2. Relevance. Context determines relevance. In the case of voting, relevance is personal, based on situational factors and values. For example, a referendum around education may have less relevance to someone without children and will influence how or even if they vote on that issue. In security operations, context allows you to filter out noise and prioritize based on relevance. But what is relevant to one company may not be to another. With the capability to tailor “global” risk scores provided by vendors based on parameters you set, you can focus decision making and resulting actions on what really matters to your organization.
3. Accelerated news cycle. The world changes rapidly and news cycles move fast. But decisions shouldn’t be based only on the latest information. History is also important and allows us to understand how we arrived where we are and what we can learn from the past. Security teams are bombarded every day by data, alerts and events and can benefit from comparing current information with what has been learned in the past. Compounding the challenge, security organizations are made up of siloed teams and technologies that can’t easily share intelligence and understanding. With a platform that allows you to aggregate and add more data and context over time, as well as capture and share past learnings, you can stay focused on what’s important in a highly dynamic environment and accelerate decision making.
4. Fake news. We all struggle to validate that what we’re hearing, reading and watching is based on fact and, therefore, should be factored into our decisions as a voting populace. Security analysts struggle with their own form of fake news – false positives. Most organizations have more data and alerts than they know what to do with. In fact, much of this is ignored because it’s difficult to discern what’s noise and what’s not, so important information can fall through the cracks. When data is uploaded directly to the SIEM it generates more noise in the form of false positives and security operators end up chasing problems that may not exist or do not matter to their organization. However, using context and relevance to prioritize data prior to applying it to the SIEM, allows the SIEM to generate fewer false positives.
5. The human element. There are numerous studies that find that despite all the information available to voters, many go with their gut once in the voting booth because something “doesn’t feel right.” This is what I call the human element. Machines can’t tell you everything. You need to combine those insights with human intelligence, intuition and experience to make sense of what the machine is telling you and make informed decisions. A recent blog by Gartner reaffirms this by stating, “…we are not asking artificial intelligence (AI) to take a decision. We are asking or employing AI and machine learning to discover insights…humans will then decide how to employ these insights.”

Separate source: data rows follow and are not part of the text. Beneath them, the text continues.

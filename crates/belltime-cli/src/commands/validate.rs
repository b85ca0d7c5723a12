use std::path::PathBuf;

use belltime_core::Timetable;
use clap::Args;

#[derive(Args)]
pub struct ValidateArgs {
    /// Timetable document (TOML)
    pub timetable: PathBuf,
}

pub fn run(args: ValidateArgs) -> Result<(), Box<dyn std::error::Error>> {
    let timetable = Timetable::load(&args.timetable)?;
    // Catalog construction also checks cross-references (special
    // schedules pointing at missing base schedules).
    timetable.clone().into_catalog()?;
    println!(
        "ok: {} schedules, {} special schedules, {} holidays",
        timetable.schedules.len(),
        timetable.special_schedules.len(),
        timetable.holidays.len()
    );
    Ok(())
}
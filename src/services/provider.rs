use async_trait::async_trait;
use derive_more::Display;

use crate::GenericError;

use super::{places::Prediction, Coordinates, PlaceDetail, Waypoint};

/// A circle that weights autocomplete results toward a location without
/// excluding results outside it.
#[derive(Debug, Clone, Copy, PartialEq)]
pub struct BiasCircle {
    pub center: Coordinates,
    pub radius_meters: u32,
}

#[derive(Debug, Clone, PartialEq)]
pub struct AutocompleteRequest {
    pub input: String,
    pub bias: Option<BiasCircle>,
}

#[derive(Debug, Clone, Copy, PartialEq, Eq, Display)]
pub enum PlaceField {
    #[display(fmt = "name")]
    Name,
    #[display(fmt = "geometry")]
    Geometry,
    #[display(fmt = "formatted_address")]
    FormattedAddress,
}

#[derive(Debug, Clone, PartialEq)]
pub struct PlaceDetailsRequest {
    pub place_id: String,
    pub fields: Vec<PlaceField>,
}

#[derive(Debug, Clone, PartialEq)]
pub struct DirectionsRequest {
    pub origin: Waypoint,
    pub destination: Waypoint,
}

/// Mapping backend consumed by [`MapService`](super::map_service::MapService).
///
/// Implementations report every failure as an error, including non-OK
/// provider statuses. Folding failures into defaults is the caller's job.
#[async_trait]
pub trait MapsProvider: Send + Sync {
    /// Route result handed back to callers without inspection.
    type Route: Send;

    async fn autocomplete(
        &self,
        request: &AutocompleteRequest,
    ) -> Result<Vec<Prediction>, GenericError>;

    async fn place_details(&self, request: &PlaceDetailsRequest)
        -> Result<PlaceDetail, GenericError>;

    async fn directions(&self, request: &DirectionsRequest) -> Result<Self::Route, GenericError>;

    /// Formatted addresses for `location`, best match first.
    async fn reverse_geocode(&self, location: Coordinates) -> Result<Vec<String>, GenericError>;
}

Whether you’re voting or making an IT security decision, you need decision support. As a voter it’s up to you to do that legwork. Fortunately for security operations there are tools that can help. To date, the focus has been on reducing the volume and velocity of security alerts and threat data that analysts tackle daily. But this is only one aspect of decision support. You also need capabilities that provide additional context and understanding to determine relevance, so you can focus and make informed decisions about the appropriate actions to take.